Nor was this the only casualty of the summit. As Mr Bhadrakumar noted afterwards, solutions proposed for Afghanistan have always failed to consider the needs of Afghans. On the surface at least, Istanbul was no exception.
"Instead of focusing on the pivotal issue of a viable Afghan national reconciliation, how to set up such a process and how to secure it as Afghan-led and genuinely Afghan-owned, the masterminds of the conference - the United States in particular - loaded it with geopolitics," he wrote.
"The conference was burdened with an ambitious agenda of imposing on the region under western leadership a mechanism to mediate in a host of intra-regional disputes and differences which are, arguably, tangential issues that could have a bearing on Afghanistan's stabilisation but are not the greatest concern today."
This has been the most obvious error in the US approach to Afghanistan from the outset. Instead of an Afghan-led and Afghan-owned leadership in Kabul, Washington wanted a puppet government. It now has one in the administration of Hamid Karzai.
All of this said, the US and Afghanistan still have an opportunity to build on Istanbul's progress. The question now, and one that will be asked at the next conference in Bonn, Germany, in December, is where do we go from here?
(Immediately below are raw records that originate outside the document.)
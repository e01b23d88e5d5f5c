use crate::error::chat_client::ChatClientError;
use crate::interceptor::attach_authorization;
use crate::token_store::TokenStore;

use common::{AccessToken, ErrorLocation, HttpStatusCode};

use crate::chat_client::models::{ChatMessage, ChatReply, SessionInfo};

use std::panic::Location;
use std::sync::Arc;
use std::time::Duration;

use log::{debug, warn};
use reqwest::header::{CONTENT_TYPE, HeaderMap, HeaderValue};
use reqwest::{Client, RequestBuilder, Response};
use serde::de::DeserializeOwned;
use url::Url;

pub mod models;

const DEFAULT_TIMEOUT_DURATION: Duration = Duration::from_secs(30);

const LOGIN_ENDPOINT: &str = "login";
const CHAT_ENDPOINT: &str = "chat";
const CHAT_HISTORY_ENDPOINT: &str = "chat/history";

/// HTTP client for the chat service.
///
/// Holds the base URL, the underlying transport, and the injected
/// token store; each operation is an independent async call with no
/// state shared between calls beyond the stored credential, which the
/// client only reads.
#[derive(Clone)]
pub struct ChatApiClient {
    base_url: Url,
    client: Client,
    token_store: Arc<dyn TokenStore>,
}

impl ChatApiClient {
    /// Build a client against `base_url_str` with the given token store.
    ///
    /// # Errors
    /// Returns [`ChatClientError::Configuration`] for a malformed base
    /// URL or a transport that fails to build; nothing configuration
    /// related is deferred to request time.
    pub fn new(
        base_url_str: &str,
        token_store: Arc<dyn TokenStore>,
    ) -> Result<Self, ChatClientError> {
        // Url::join drops the last path segment of a base without a
        // trailing slash, which would silently lose the API prefix.
        let base_url = if base_url_str.ends_with('/') {
            Url::parse(base_url_str)?
        } else {
            Url::parse(&format!("{base_url_str}/"))?
        };

        let mut default_headers = HeaderMap::new();
        default_headers.insert(CONTENT_TYPE, HeaderValue::from_static("application/json"));

        let client = Client::builder()
            .timeout(DEFAULT_TIMEOUT_DURATION)
            .default_headers(default_headers)
            .build()
            .map_err(|e| ChatClientError::Configuration {
                message: e.to_string(),
                location: ErrorLocation::from(Location::caller()),
            })?;

        Ok(Self {
            base_url,
            client,
            token_store,
        })
    }

    pub(crate) fn endpoint_url(&self, endpoint: &str) -> Result<Url, ChatClientError> {
        Ok(self.base_url.join(endpoint)?)
    }

    /// Current credential, read fail-open: a store read failure is
    /// logged and treated as "no credential" so it can never block the
    /// request pipeline. An unauthenticated request is still rejected
    /// by the remote, which is where authentication is enforced.
    fn current_token(&self) -> Option<AccessToken> {
        match self.token_store.get() {
            Ok(token) => token,
            Err(e) => {
                warn!("Token store read failed, sending request unauthenticated: {e}");
                None
            }
        }
    }

    pub(crate) fn prepare_request(&self, request: RequestBuilder) -> RequestBuilder {
        attach_authorization(request, self.current_token().as_ref())
    }

    async fn read_success_body(response: Response) -> Result<String, ChatClientError> {
        let status = response.status();
        if !status.is_success() {
            return Err(ChatClientError::Status {
                status: HttpStatusCode::from(status.as_u16()),
                body: response.text().await.unwrap_or_default(),
                location: ErrorLocation::from(Location::caller()),
            });
        }

        Ok(response.text().await?)
    }

    async fn decode<T: DeserializeOwned>(response: Response) -> Result<T, ChatClientError> {
        let body = Self::read_success_body(response).await?;
        Ok(serde_json::from_str(&body)?)
    }

    /// Exchange `username`/`password` for session info.
    ///
    /// The login endpoint takes an OAuth2 password form, so the body
    /// is form encoded rather than JSON; `form()` overrides the
    /// client's default JSON content type for this call only.
    ///
    /// The returned token is NOT persisted here. Whether and where to
    /// store it is the caller's decision:
    ///
    /// ```no_run
    /// # async fn doc_test() -> Result<(), Box<dyn std::error::Error>> {
    /// use chat_client::token_store::{InMemoryTokenStore, TokenStore};
    /// use chat_client::{CHAT_SERVER_BASE_URL, ChatApiClient};
    /// use common::AccessToken;
    /// use std::sync::Arc;
    ///
    /// let store = Arc::new(InMemoryTokenStore::new());
    /// let client = ChatApiClient::new(CHAT_SERVER_BASE_URL, store.clone())?;
    ///
    /// let session = client.authenticate("alice", "secret").await?;
    /// store.set(AccessToken::new(session.access_token))?;
    /// # Ok(())
    /// # }
    /// ```
    ///
    /// # Errors
    /// A 401/403 [`ChatClientError::Status`] means the credentials
    /// were rejected.
    pub async fn authenticate(
        &self,
        username: &str,
        password: &str,
    ) -> Result<SessionInfo, ChatClientError> {
        let url = self.endpoint_url(LOGIN_ENDPOINT)?;
        debug!("POST {url}");

        let response = self
            .prepare_request(self.client.post(url))
            .form(&[("username", username), ("password", password)])
            .send()
            .await?;

        Self::decode(response).await
    }

    /// Send one chat message and return the service's reply.
    ///
    /// # Errors
    /// A 401 [`ChatClientError::Status`] here means the stored token
    /// is missing or expired; no re-authentication is attempted.
    pub async fn send_message(&self, message: &str) -> Result<ChatReply, ChatClientError> {
        let url = self.endpoint_url(CHAT_ENDPOINT)?;
        debug!("POST {url}");

        let body = serde_json::json!({ "message": message });

        let response = self
            .prepare_request(self.client.post(url))
            .json(&body)
            .send()
            .await?;

        Self::decode(response).await
    }

    /// Fetch prior exchanges, in whatever order the service returns
    /// them. No pagination and no reordering on this side.
    pub async fn get_chat_history(&self) -> Result<Vec<ChatMessage>, ChatClientError> {
        let url = self.endpoint_url(CHAT_HISTORY_ENDPOINT)?;
        debug!("GET {url}");

        let response = self.prepare_request(self.client.get(url)).send().await?;

        Self::decode(response).await
    }
}
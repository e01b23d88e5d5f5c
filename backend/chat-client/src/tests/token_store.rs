// Unit tests for both TokenStore implementations.

use crate::error::token_store::TokenStoreError;
use crate::token_store::{FileTokenStore, InMemoryTokenStore, TokenStore};

use common::AccessToken;

// ----------------------------------------------------------------------------
// InMemoryTokenStore
// ----------------------------------------------------------------------------

/// **VALUE**: Verifies the set/get/remove lifecycle of the in-memory store.
///
/// **WHY THIS MATTERS**: This store backs most tests and short-lived
/// callers; if its lifecycle is wrong, the Authorization header
/// toggles incorrectly everywhere downstream.
///
/// **BUG THIS CATCHES**: Would catch `set` appending instead of
/// replacing, or `remove` leaving a stale token behind.
#[test]
fn given_memory_store_when_set_get_remove_cycled_then_state_tracks_calls() {
    // GIVEN: An empty store
    let store = InMemoryTokenStore::new();
    assert!(store.get().unwrap().is_none(), "fresh store must be empty");

    // WHEN: Setting a token
    store.set(AccessToken::new(String::from("first"))).unwrap();

    // THEN: It reads back
    assert_eq!(store.get().unwrap().unwrap().as_str(), "first");

    // WHEN: Replacing it
    store.set(AccessToken::new(String::from("second"))).unwrap();

    // THEN: Only the replacement is visible
    assert_eq!(store.get().unwrap().unwrap().as_str(), "second");

    // WHEN: Removing
    store.remove().unwrap();

    // THEN: Empty again, and removing twice is fine
    assert!(store.get().unwrap().is_none());
    assert!(store.remove().is_ok());
}

// ----------------------------------------------------------------------------
// FileTokenStore
// ----------------------------------------------------------------------------

/// **VALUE**: Verifies that a store over a directory with no token
/// file reads as "no credential" rather than erroring.
///
/// **WHY THIS MATTERS**: First launch on a fresh machine has no token
/// file. If that read errored, the fail-open path would log a warning
/// on every single request of a brand-new install.
///
/// **BUG THIS CATCHES**: Would catch treating ENOENT as a read error.
#[test]
fn given_missing_token_file_when_get_called_then_returns_none() {
    // GIVEN: An empty directory
    let dir = tempfile::tempdir().unwrap();
    let store = FileTokenStore::at_dir(dir.path());

    // WHEN / THEN: Reading is Ok(None), not an error
    assert!(store.get().unwrap().is_none());
}

/// **VALUE**: Verifies the persisted round trip, including that the
/// file lands under the fixed key name.
///
/// **WHY THIS MATTERS**: The file is the process-external credential
/// store; a different key name or a non-JSON layout would strand
/// previously saved logins after an upgrade.
///
/// **BUG THIS CATCHES**: Would catch a rename of the `access_token`
/// key or a switch to writing the bare string.
#[test]
fn given_file_store_when_token_set_then_get_round_trips() {
    // GIVEN: A store in a sandbox directory
    let dir = tempfile::tempdir().unwrap();
    let store = FileTokenStore::at_dir(dir.path());

    // WHEN: Persisting a token
    store.set(AccessToken::new(String::from("tok-abc"))).unwrap();

    // THEN: It reads back
    assert_eq!(store.get().unwrap().unwrap().as_str(), "tok-abc");

    // AND: The on-disk form is JSON under the fixed key
    let contents = std::fs::read_to_string(dir.path().join("token.json")).unwrap();
    let value: serde_json::Value = serde_json::from_str(&contents).unwrap();
    assert_eq!(value["access_token"], "tok-abc");
}

/// **VALUE**: Verifies that `remove` deletes the file and is idempotent.
///
/// **WHY THIS MATTERS**: Logout must actually destroy the persisted
/// credential; a remove that only blanks memory leaves the token
/// readable on disk. Idempotence matters because logout paths race
/// (UI button + session-expiry handler).
///
/// **BUG THIS CATCHES**: Would catch `remove` erroring on an
/// already-removed token.
#[test]
fn given_file_store_when_remove_called_then_file_is_gone_and_repeat_is_ok() {
    // GIVEN: A store with a persisted token
    let dir = tempfile::tempdir().unwrap();
    let store = FileTokenStore::at_dir(dir.path());
    store.set(AccessToken::new(String::from("tok"))).unwrap();

    // WHEN: Removing
    store.remove().unwrap();

    // THEN: File gone, reads as None, second remove still Ok
    assert!(!dir.path().join("token.json").exists());
    assert!(store.get().unwrap().is_none());
    assert!(store.remove().is_ok());
}

/// **VALUE**: Verifies that corrupt persisted state surfaces as a
/// Parse error instead of a panic or a silent None.
///
/// **WHY THIS MATTERS**: The file can be corrupted by a crashed
/// editor, disk issues, or a future format change. The client's
/// request path degrades fail-open on this error, but the error
/// itself must be reportable so the application can tell the user why
/// they were logged out.
///
/// **BUG THIS CATCHES**: Would catch `get` unwrapping the JSON parse.
#[test]
fn given_corrupt_token_file_when_get_called_then_parse_error() {
    // GIVEN: Garbage where the token file should be
    let dir = tempfile::tempdir().unwrap();
    std::fs::write(dir.path().join("token.json"), "][ not json").unwrap();
    let store = FileTokenStore::at_dir(dir.path());

    // WHEN / THEN: A Parse error, not a panic
    assert!(matches!(
        store.get(),
        Err(TokenStoreError::Parse { .. })
    ));
}

/// **VALUE**: Verifies that valid JSON missing the fixed key is
/// rejected rather than read as "no credential".
///
/// **WHY THIS MATTERS**: A present-but-wrong file means something
/// else wrote to our path; reading it as None would silently log the
/// user out and then overwrite the foreign file on next login.
///
/// **BUG THIS CATCHES**: Would catch mapping a missing key to
/// `Ok(None)`.
#[test]
fn given_token_file_without_key_when_get_called_then_parse_error() {
    // GIVEN: Valid JSON with the wrong shape
    let dir = tempfile::tempdir().unwrap();
    std::fs::write(dir.path().join("token.json"), r#"{"foo": 1}"#).unwrap();
    let store = FileTokenStore::at_dir(dir.path());

    // WHEN / THEN: Parse error naming the problem
    let err = store.get().unwrap_err();
    assert!(matches!(err, TokenStoreError::Parse { .. }));
    assert!(err.to_string().contains("access_token"));
}
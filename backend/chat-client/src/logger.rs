//! Opt-in logging setup for applications embedding the client.
//!
//! Dual output (colored stdout + plain file) with thread-safe,
//! idempotent initialization. The library itself only uses the `log`
//! facade; hosts that already install their own logger should skip
//! this module entirely.

use crate::error::logger::LoggerError;

use common::ErrorLocation;

use std::io::stdout;
use std::path::Path;
use std::sync::Once;
use std::sync::atomic::{AtomicBool, Ordering};
use std::time::SystemTime;

use fern::Dispatch;
use fern::colors::Color::{Blue, Green, Magenta, Red, Yellow};
use fern::colors::ColoredLevelConfig;
use humantime::format_rfc3339;
use log::{LevelFilter, info, warn};

/// Thread-safe initialization guard.
static INIT_LOGGER_ONCE: Once = Once::new();

/// Tracks if logger initialization was already attempted.
static LOGGER_ALREADY_CALLED: AtomicBool = AtomicBool::new(false);

const LOG_FILE_NAME: &str = "chat-client.log";

#[cfg(debug_assertions)]
const LOG_LEVEL: LevelFilter = LevelFilter::Debug;

#[cfg(not(debug_assertions))]
const LOG_LEVEL: LevelFilter = LevelFilter::Info;

/// Initialize the logger with dual output (stdout + file).
///
/// Safe to call multiple times: subsequent calls log a warning and
/// return Ok, the actual initialization runs exactly once.
///
/// # Errors
///
/// Returns an error if the log file cannot be created or the dispatch
/// configuration fails to apply.
pub fn initialize(log_dir: &Path) -> Result<(), LoggerError> {
    if LOGGER_ALREADY_CALLED.swap(true, Ordering::SeqCst) {
        warn!("Logger already initialized");
        return Ok(());
    }

    let mut result = Ok(());

    INIT_LOGGER_ONCE.call_once(|| {
        result = initialize_internal(log_dir);
        if result.is_ok() {
            info!("Logger initialized with level: {LOG_LEVEL:?}");
        }
    });

    result
}

/// Builds and applies the dual dispatch. Split from [`initialize`] so
/// the failure paths stay testable without tripping the global guards.
pub(crate) fn initialize_internal(log_dir: &Path) -> Result<(), LoggerError> {
    let log_file_path = log_dir.join(LOG_FILE_NAME);

    // Color configuration for stdout
    let color_configuration = ColoredLevelConfig::new()
        .debug(Blue)
        .info(Green)
        .warn(Yellow)
        .error(Red)
        .trace(Magenta);

    // Base dispatch with level filter
    let base_dispatch = Dispatch::new().level(LOG_LEVEL);

    // Stdout dispatch (colored)
    let stdout_dispatch = Dispatch::new()
        .format(move |out, message, record| {
            out.finish(format_args!(
                "[{date} - {level}] {message} [{file}:{line}]",
                date = format_rfc3339(SystemTime::now()),
                level = color_configuration.color(record.level()),
                message = message,
                file = record.file().unwrap_or("unknown"),
                line = record.line().unwrap_or(0),
            ))
        })
        .chain(stdout());

    // File dispatch (plain text, no colors)
    let file_dispatch = Dispatch::new()
        .format(move |out, message, record| {
            out.finish(format_args!(
                "[{date} - {level}] {message} [{file}:{line}]",
                date = format_rfc3339(SystemTime::now()),
                level = record.level(),
                message = message,
                file = record.file().unwrap_or("unknown"),
                line = record.line().unwrap_or(0)
            ))
        })
        .chain(
            fern::log_file(&log_file_path).map_err(|e| LoggerError::LogFile {
                message: format!("Failed to create log file: {e}"),
                location: ErrorLocation::from(std::panic::Location::caller()),
            })?,
        );

    base_dispatch
        .chain(stdout_dispatch)
        .chain(file_dispatch)
        .apply()
        .map_err(|e| LoggerError::Init {
            message: format!("Failed to initialize logger: {e}"),
            location: ErrorLocation::from(std::panic::Location::caller()),
        })?;

    Ok(())
}
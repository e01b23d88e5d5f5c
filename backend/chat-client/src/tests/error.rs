// Unit tests for the error umbrella.

use crate::error::{ChatClientError, ClientError, TokenStoreError};

use common::ErrorLocation;

use std::panic::Location;

/// **VALUE**: Verifies that module errors convert into ClientError
/// and keep their message through the transparent wrapper.
///
/// **WHY THIS MATTERS**: Applications that do not care which module
/// failed hold a single `ClientError`; if the transparent forwarding
/// breaks, their logs show a wrapper name instead of the diagnostic.
///
/// **BUG THIS CATCHES**: Would catch replacing
/// `#[error(transparent)]` with a formatted variant that hides the
/// source message.
#[test]
fn given_module_errors_when_wrapped_then_display_is_transparent() {
    // GIVEN: Errors from two different modules
    let client_err = ChatClientError::Transport {
        message: String::from("connection refused"),
        location: ErrorLocation::from(Location::caller()),
    };
    let store_err = TokenStoreError::Poisoned {
        location: ErrorLocation::from(Location::caller()),
    };

    // WHEN: Converting through From
    let wrapped_client: ClientError = client_err.into();
    let wrapped_store: ClientError = store_err.into();

    // THEN: Display forwards to the inner error
    assert!(wrapped_client.to_string().contains("connection refused"));
    assert!(wrapped_store.to_string().contains("Poisoned"));
}

/// **VALUE**: Verifies that the status accessor only answers for
/// status errors.
///
/// **WHY THIS MATTERS**: Callers branch with
/// `err.status().is_some_and(|s| s.is_auth_failure())`; a Transport
/// error reporting a status would trigger spurious re-login flows.
///
/// **BUG THIS CATCHES**: Would catch `status()` fabricating a code
/// for non-status variants.
#[test]
fn given_transport_error_when_status_queried_then_none() {
    let err = ChatClientError::Transport {
        message: String::from("dns failure"),
        location: ErrorLocation::from(Location::caller()),
    };

    assert!(err.status().is_none());
}
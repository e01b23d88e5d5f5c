//! Support types for the chat API client.
//!
//! This crate contains pure data types with no business logic:
//! error-location tracking, HTTP status categorization, and the
//! redacted bearer-token wrapper. The `chat-client` crate builds its
//! request pipeline on top of these.

pub mod access_token;
pub mod error;
pub mod http_status;

#[cfg(test)]
mod tests;

pub use access_token::AccessToken;
pub use error::error_location::ErrorLocation;
pub use error::redact_error::RedactError;
pub use http_status::HttpStatusCode;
It seems that the US is beginning to realise the futility of continuing to pursue its current policy of top-down rather than bottom-up approaches, despite the division of views within its administration.
Pakistan has expressed a willingness to facilitate this process, but with a few caveats that are worth repeating. From Islamabad's view, success will depend on the following: that all Afghan factions be included in any decision on Afghanistan's future; that talks be initiated unconditionally (it is unreasonable, for instance, to expect that self-described Afghan freedom fighters will to lay down their arms and accept the US-tailored constitution before beginning negotiations); and that the US should cease further military operations before negotiations can commence.
Pakistan, for too long, has been blamed by the West for facilitating terrorism and instability in Afghanistan. Instead, Washington should come to view Pakistan has having true insight into what drives the Afghan Taliban, and how to counter the view that they are struggling against a foreign occupation.
Instead, the US has vilified Pakistan and supported a corrupt and incompetent administration in Kabul for too long. Consequently, support for the Taliban among Afghans has increased incrementally.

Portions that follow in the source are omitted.